In other words, there’s an obvious correlation between how they play – whether they’re trusting in the new system or reverting back to the old one – and how the fare, especially of late.

We now have a 40-game sample size to draw from, but let’s consider the last six, specifically the four that came against three of the teams responsible for inspiring the so-called culture reset to begin with: Milwaukee, Miami and Cleveland. While the Cavs are obvious culprits, having knocked Toronto out of the postseason two years running, the Bucks and Heat both had them on the ropes, drawing out those playoff series’ by exploiting the Raptors’ predictable offensive attack.

In the New Year’s Day meeting with Milwaukee and last Tuesday’s game against Miami, they looked an awful lot like the Raptors of old. Their offence was varying degrees of stagnant (40 combined assists), their role players couldn’t hit a shot and they were too dependent on DeMar DeRozan, who combined to take 58 shots. The result: a four-point win that required overtime and a career-best 52-point performance from DeRozan, and a one-point loss.

The second Bucks game, in Milwaukee last Friday, and Thursday’s contest against Cleveland showed what this Raptors team is capable of when they – to borrow a phrase Sam Hinkie has forever tainted – trust the process. DeRozan only took 25 shots in those two games but made some brilliant reads out of defensive pressure, recording 12 of his team’s 56 assists (including eight of 31 against the Cavs). He entrusted his teammates to make plays and hit shots, and they rewarded him, with seven players scoring in double figures each night. They won those two games by a combined 53 points.

“He did a great job,” Raptors coach Dwane Casey said of DeRozan after Thursday’s win. “That is one of the best jobs of DeMar just taking what the game gave him. He let the game come to him. He was inviting and embracing the double teams and then picking them apart.”

Of course, there are other factors to take into consideration, as is the case with any sample this small. The loss to Miami came in the second night of a back-to-back following an overtime win in Brooklyn and was the first game that Kyle Lowry missed with his bruised tailbone, for instance.

Still, the Raptors have seen what happens when they buy in and make a concerted effort to evolve with the changing NBA. They’ve seen how good they can be.

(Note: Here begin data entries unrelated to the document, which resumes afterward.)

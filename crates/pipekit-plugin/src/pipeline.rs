// SPDX-FileCopyrightText: 2026 Pipekit Contributors
// SPDX-License-Identifier: MIT OR Apache-2.0

//! The composite stage produced by every build.

use std::sync::Arc;

use async_trait::async_trait;
use futures::future::join_all;
use pipekit_core::{
    HostContext, PipekitError, RecordReceiver, RecordSender, Runnable, Unit,
};
use tokio::sync::mpsc;
use tracing::warn;

/// A linear chain of stages headed by an inert pass-through.
///
/// Stages are joined by bounded channels and driven concurrently on the
/// task that runs the pipeline. A stage error never escapes `run`: it is
/// forwarded to the host's error channel as a stage fault.
pub struct Pipeline {
    stages: Vec<Unit>,
    host: Arc<dyn HostContext>,
    capacity: usize,
}

impl Pipeline {
    /// Compose `resolved` behind a pass-through stage.
    pub fn new(resolved: Vec<Unit>, host: Arc<dyn HostContext>, capacity: usize) -> Self {
        let mut stages = Vec::with_capacity(resolved.len() + 1);
        stages.push(Unit::pass_through());
        stages.extend(resolved);
        Self {
            stages,
            host,
            capacity: capacity.max(1),
        }
    }

    /// All stages, pass-through included.
    pub fn stages(&self) -> &[Unit] {
        &self.stages
    }
}

#[async_trait]
impl Runnable for Pipeline {
    fn name(&self) -> &str {
        "pipeline"
    }

    async fn run(&self, input: RecordReceiver, output: RecordSender) -> Result<(), PipekitError> {
        // Stage i reads receivers[i] and writes senders[i].
        let mut receivers = Vec::with_capacity(self.stages.len());
        let mut senders = Vec::with_capacity(self.stages.len());
        receivers.push(input);
        for _ in 1..self.stages.len() {
            let (tx, rx) = mpsc::channel(self.capacity);
            senders.push(tx);
            receivers.push(rx);
        }
        senders.push(output);

        let runs = self
            .stages
            .iter()
            .zip(receivers.into_iter().zip(senders))
            .map(|(stage, (rx, tx))| stage.run(rx, tx));
        let results = join_all(runs).await;

        for (stage, result) in self.stages.iter().zip(results) {
            if let Err(err) = result {
                let fault = err.into_stage_fault(stage.name());
                warn!(stage = stage.name(), error = %fault, "pipeline stage failed");
                self.host.emit_error(fault);
            }
        }
        Ok(())
    }
}
// SPDX-FileCopyrightText: 2026 Pipekit Contributors
// SPDX-License-Identifier: MIT OR Apache-2.0

//! Test utilities for Pipekit integration tests.
//!
//! # Components
//!
//! - [`TestHost`] - In-memory host context with error capture and config publishing
//! - [`append_name`], [`failing`], [`set_field`], [`tag_via_input`] - Demo stages
//! - [`fixture`], [`run_text`] - Record fixtures and a one-shot runner

pub mod harness;
pub mod host;
pub mod stages;

pub use harness::{fixture, run_text};
pub use host::TestHost;
pub use stages::{append_name, failing, set_field, tag_via_input};
// SPDX-FileCopyrightText: 2026 Pipekit Contributors
// SPDX-License-Identifier: MIT OR Apache-2.0

//! Pipeline requests and their normalisation.
//!
//! A build request is a list of [`Reference`]s. Normalisation flattens one
//! level of nesting, peels off trailing options, and decides whether the
//! caller named any plugins at all.

use pipekit_core::{Factory, Options, Unit};

/// One argument of a pipeline request.
#[derive(Clone, Debug)]
pub enum Reference {
    /// A plugin name, looked up in the registry.
    Name(String),
    /// An unregistered factory, invoked with the build options.
    Factory(Factory),
    /// A ready-made stage.
    Unit(Unit),
    /// A nested group of references, flattened one level.
    Many(Vec<Reference>),
    /// Build options; only meaningful in trailing position.
    Options(Options),
}

impl From<&str> for Reference {
    fn from(name: &str) -> Self {
        Reference::Name(name.to_string())
    }
}

impl From<String> for Reference {
    fn from(name: String) -> Self {
        Reference::Name(name)
    }
}

impl From<Factory> for Reference {
    fn from(factory: Factory) -> Self {
        Reference::Factory(factory)
    }
}

impl From<Unit> for Reference {
    fn from(unit: Unit) -> Self {
        Reference::Unit(unit)
    }
}

impl From<Options> for Reference {
    fn from(options: Options) -> Self {
        Reference::Options(options)
    }
}

impl<T: Into<Reference>> From<Vec<T>> for Reference {
    fn from(items: Vec<T>) -> Self {
        Reference::Many(items.into_iter().map(Into::into).collect())
    }
}

/// A normalised request.
#[derive(Debug)]
pub enum Request {
    /// The request was a single ready-made stage; return it as is.
    Prebuilt(Unit),
    /// References to resolve with shared build options.
    Plan(Plan),
}

/// References and options for one build.
#[derive(Debug, Default)]
pub struct Plan {
    /// `None` when the caller named nothing, meaning every registered plugin.
    pub references: Option<Vec<Reference>>,
    pub options: Options,
}

/// Normalise the arguments of a build call.
pub fn normalize(args: Vec<Reference>) -> Request {
    if let [Reference::Unit(unit)] = args.as_slice() {
        return Request::Prebuilt(unit.clone());
    }

    let specified = args.iter().any(|arg| !matches!(arg, Reference::Options(_)));

    let mut flat = Vec::with_capacity(args.len());
    for arg in args {
        match arg {
            Reference::Many(items) => flat.extend(items),
            other => flat.push(other),
        }
    }

    let trailing = match flat.pop() {
        Some(Reference::Options(options)) => options,
        Some(other) => {
            flat.push(other);
            Options::new()
        }
        None => Options::new(),
    };

    if !specified {
        // Only option objects were passed: fold them, later ones winning.
        let mut options = Options::new();
        for arg in flat {
            if let Reference::Options(earlier) = arg {
                options.extend(earlier);
            }
        }
        options.extend(trailing);
        return Request::Plan(Plan {
            references: None,
            options,
        });
    }

    Request::Plan(Plan {
        references: Some(flat),
        options: trailing,
    })
}
// SPDX-FileCopyrightText: 2026 Pipekit Contributors
// SPDX-License-Identifier: MIT OR Apache-2.0

//! Rich diagnostics for configuration files.
//!
//! Figment errors are turned into miette diagnostics carrying source
//! spans and "did you mean?" hints computed with Jaro-Winkler similarity.

#![allow(unused_assignments)] // miette's Diagnostic derive generates code triggering this lint

use miette::{Diagnostic, NamedSource, SourceSpan};
use thiserror::Error;

/// Minimum Jaro-Winkler score for a key to be offered as a correction.
const SUGGESTION_THRESHOLD: f64 = 0.75;

/// A configuration problem ready to be rendered.
#[derive(Debug, Error, Diagnostic)]
pub enum ConfigError {
    #[error("unknown configuration key `{key}`")]
    #[diagnostic(
        code(pipekit::config::unknown_key),
        help("{}", key_help(suggestion.as_deref(), valid_keys))
    )]
    UnknownKey {
        key: String,
        suggestion: Option<String>,
        valid_keys: String,
        #[label("this key is not recognized")]
        span: Option<SourceSpan>,
        #[source_code]
        src: Option<NamedSource<String>>,
    },

    #[error("invalid type for key `{key}`: {detail}")]
    #[diagnostic(code(pipekit::config::invalid_type), help("expected {expected}"))]
    InvalidType {
        key: String,
        detail: String,
        expected: String,
    },

    /// A value outside an enumerated set, e.g. an unknown log level.
    #[error("invalid value `{value}` for key `{key}`")]
    #[diagnostic(
        code(pipekit::config::invalid_value),
        help("{}", key_help(suggestion.as_deref(), valid_values))
    )]
    InvalidValue {
        key: String,
        value: String,
        suggestion: Option<String>,
        valid_values: String,
    },

    #[error("missing required key `{key}`")]
    #[diagnostic(
        code(pipekit::config::missing_key),
        help("add `{key} = <value>` to your pipekit.toml")
    )]
    MissingKey { key: String },

    /// A value that parsed but breaks a semantic rule.
    #[error("validation error: {message}")]
    #[diagnostic(code(pipekit::config::validation))]
    Validation { message: String },

    #[error("configuration error: {0}")]
    #[diagnostic(code(pipekit::config::other))]
    Other(String),
}

fn key_help(suggestion: Option<&str>, valid: &str) -> String {
    match suggestion {
        Some(s) => format!("did you mean `{s}`? Valid choices: {valid}"),
        None => format!("valid choices: {valid}"),
    }
}

/// Convert every error carried by a `figment::Error` into a [`ConfigError`].
pub fn figment_to_config_errors(
    err: figment::Error,
    toml_sources: &[(String, String)],
) -> Vec<ConfigError> {
    use figment::error::Kind;

    err.into_iter()
        .map(|error| {
            let dotted = error
                .path
                .iter()
                .map(String::as_str)
                .collect::<Vec<_>>()
                .join(".");
            match &error.kind {
                Kind::UnknownField(field, expected) => {
                    let (span, src) = locate_key(&error, field, toml_sources);
                    ConfigError::UnknownKey {
                        key: field.clone(),
                        suggestion: suggest_key(field, expected),
                        valid_keys: expected.join(", "),
                        span,
                        src,
                    }
                }
                Kind::UnknownVariant(value, expected) => ConfigError::InvalidValue {
                    key: dotted,
                    value: value.clone(),
                    suggestion: suggest_key(value, expected),
                    valid_values: expected.join(", "),
                },
                Kind::MissingField(field) => ConfigError::MissingKey {
                    key: field.to_string(),
                },
                Kind::InvalidType(actual, expected) => ConfigError::InvalidType {
                    key: dotted,
                    detail: format!("found {actual}, expected {expected}"),
                    expected: expected.clone(),
                },
                _ => ConfigError::Other(error.to_string()),
            }
        })
        .collect()
}

/// Source span of `field` in whichever TOML file produced `error`.
fn locate_key(
    error: &figment::error::Error,
    field: &str,
    toml_sources: &[(String, String)],
) -> (Option<SourceSpan>, Option<NamedSource<String>>) {
    let origin = error
        .metadata
        .as_ref()
        .and_then(|m| m.source.as_ref())
        .and_then(|s| match s {
            figment::Source::File(path) => Some(path.display().to_string()),
            _ => None,
        });

    let Some((name, content)) = origin
        .and_then(|origin| toml_sources.iter().find(|(p, _)| *p == origin))
        .or_else(|| match toml_sources {
            [only] => Some(only),
            _ => None,
        })
    else {
        return (None, None);
    };

    match find_key_offset(content, &error.path, field) {
        Some(offset) => (
            Some(SourceSpan::new(offset.into(), field.len())),
            Some(NamedSource::new(name, content.clone())),
        ),
        None => (None, None),
    }
}

/// Byte offset of `field` inside the table named by `path`.
///
/// `path = ["pipeline"]` looks for `field` after the `[pipeline]` header;
/// an empty path searches from the top of the file.
pub fn find_key_offset(content: &str, path: &[String], field: &str) -> Option<usize> {
    let start = match path.first() {
        Some(section) => {
            let header = format!("[{section}]");
            content.find(&header)? + header.len()
        }
        None => 0,
    };

    let mut offset = start;
    for line in content[start..].split_inclusive('\n') {
        let trimmed = line.trim_start();
        if let Some(rest) = trimmed.strip_prefix(field) {
            if rest.starts_with([' ', '\t', '=']) {
                return Some(offset + (line.len() - trimmed.len()));
            }
        }
        offset += line.len();
    }
    None
}

/// Closest valid key to `unknown`, if any clears the similarity threshold.
pub fn suggest_key(unknown: &str, valid_keys: &[&str]) -> Option<String> {
    valid_keys
        .iter()
        .map(|key| (strsim::jaro_winkler(unknown, key), *key))
        .filter(|(score, _)| *score > SUGGESTION_THRESHOLD)
        .max_by(|a, b| a.0.total_cmp(&b.0))
        .map(|(_, key)| key.to_string())
}

/// Render errors to stderr with miette's graphical handler.
pub fn render_errors(errors: &[ConfigError]) {
    use miette::GraphicalReportHandler;

    let handler = GraphicalReportHandler::new();
    for error in errors {
        let mut buf = String::new();
        let diagnostic: &dyn Diagnostic = error;
        if handler.render_report(&mut buf, diagnostic).is_ok() {
            eprint!("{buf}");
        } else {
            eprintln!("Error: {error}");
        }
    }
}
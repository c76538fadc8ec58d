// SPDX-FileCopyrightText: 2026 Pipekit Contributors
// SPDX-License-Identifier: MIT OR Apache-2.0

//! Configuration model for the Pipekit composer.
//!
//! ```toml
//! [pipeline]
//! channel_capacity = 32
//! log_level = "debug"
//!
//! # Per-plugin default options, or `false` to disable a plugin.
//! [plugin.lint]
//! fix = true
//!
//! [plugin]
//! coverage = false
//!
//! # Declarative registration: name -> path, or path -> options.
//! [plugins]
//! lint = "plugins/lint.wasm"
//! "plugins/mocha.wasm" = { reporter = "spec" }
//! ```

use pipekit_core::DEFAULT_CHANNEL_CAPACITY;
use serde::{Deserialize, Serialize};
use serde_json::{Map, Value};
use strum::{Display, EnumString};

/// Top-level Pipekit configuration.
#[derive(Debug, Clone, Default, Deserialize, Serialize)]
#[serde(deny_unknown_fields)]
pub struct PipekitConfig {
    /// Pipeline runtime settings.
    #[serde(default)]
    pub pipeline: PipelineConfig,

    /// Per-plugin option tables (or booleans), seeded under `plugin.<name>`.
    #[serde(default)]
    pub plugin: Map<String, Value>,

    /// Declarative plugin definitions applied through the host's loader.
    #[serde(default)]
    pub plugins: Map<String, Value>,
}

/// Runtime settings for composed pipelines.
#[derive(Debug, Clone, Deserialize, Serialize)]
#[serde(deny_unknown_fields)]
pub struct PipelineConfig {
    /// Capacity of the bounded channel between two stages.
    #[serde(default = "default_channel_capacity")]
    pub channel_capacity: usize,

    /// Log level for the `pipekit` targets.
    #[serde(default)]
    pub log_level: LogLevel,
}

impl Default for PipelineConfig {
    fn default() -> Self {
        Self {
            channel_capacity: default_channel_capacity(),
            log_level: LogLevel::default(),
        }
    }
}

fn default_channel_capacity() -> usize {
    DEFAULT_CHANNEL_CAPACITY
}

/// Verbosity accepted by `pipeline.log_level`.
#[derive(
    Debug, Clone, Copy, Default, PartialEq, Eq, Display, EnumString, Serialize, Deserialize,
)]
#[serde(rename_all = "lowercase")]
#[strum(serialize_all = "lowercase")]
pub enum LogLevel {
    Trace,
    Debug,
    #[default]
    Info,
    Warn,
    Error,
}

impl LogLevel {
    /// Names accepted in configuration, for diagnostics.
    pub const VARIANTS: &'static [&'static str] = &["trace", "debug", "info", "warn", "error"];
}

“We've been learning it, preaching it, understanding it from Day 1 of training camp,” DeRozan said. “It's just been a process of us finding the right rhythm and everyone getting comfortable within it. We still get better with it every single time we come in here for practice or we play against certain defences. We're still learning, but it is beneficial to see when we do it right and when it works.”

“It’s showing. We’re not one of the top teams in the league for no reason. We’re a top team in a lot of categories and we still feel like we can continue to get better if we want to take that next step.”

Sure, they were a good team before, playing the way they used to. They were a very good team, in fact, which probably prolonged their inevitable reinvention. It’s hard to fully commit to change when the results don’t necessarily reflect the need to do so. They were a 50-win team that had scrapped and clawed their way to a few playoff series victories, which is nothing to sneeze at, but it was also their ceiling.

The difference between being a very good team and possibly reaching the next level, being a great one, could lie in their offensive transformation, assuming the nights that it fails them become less and less frequent as the season wears on.

When the real test rolls around in the spring, this two-week stretch will be a distance memory. Beating the Cavs, even decisively without Lowry and the suspended Serge Ibaka, won’t mean a whole lot. What they can take from it, if nothing else, is the hard proof that playing the right way generally bares positive results.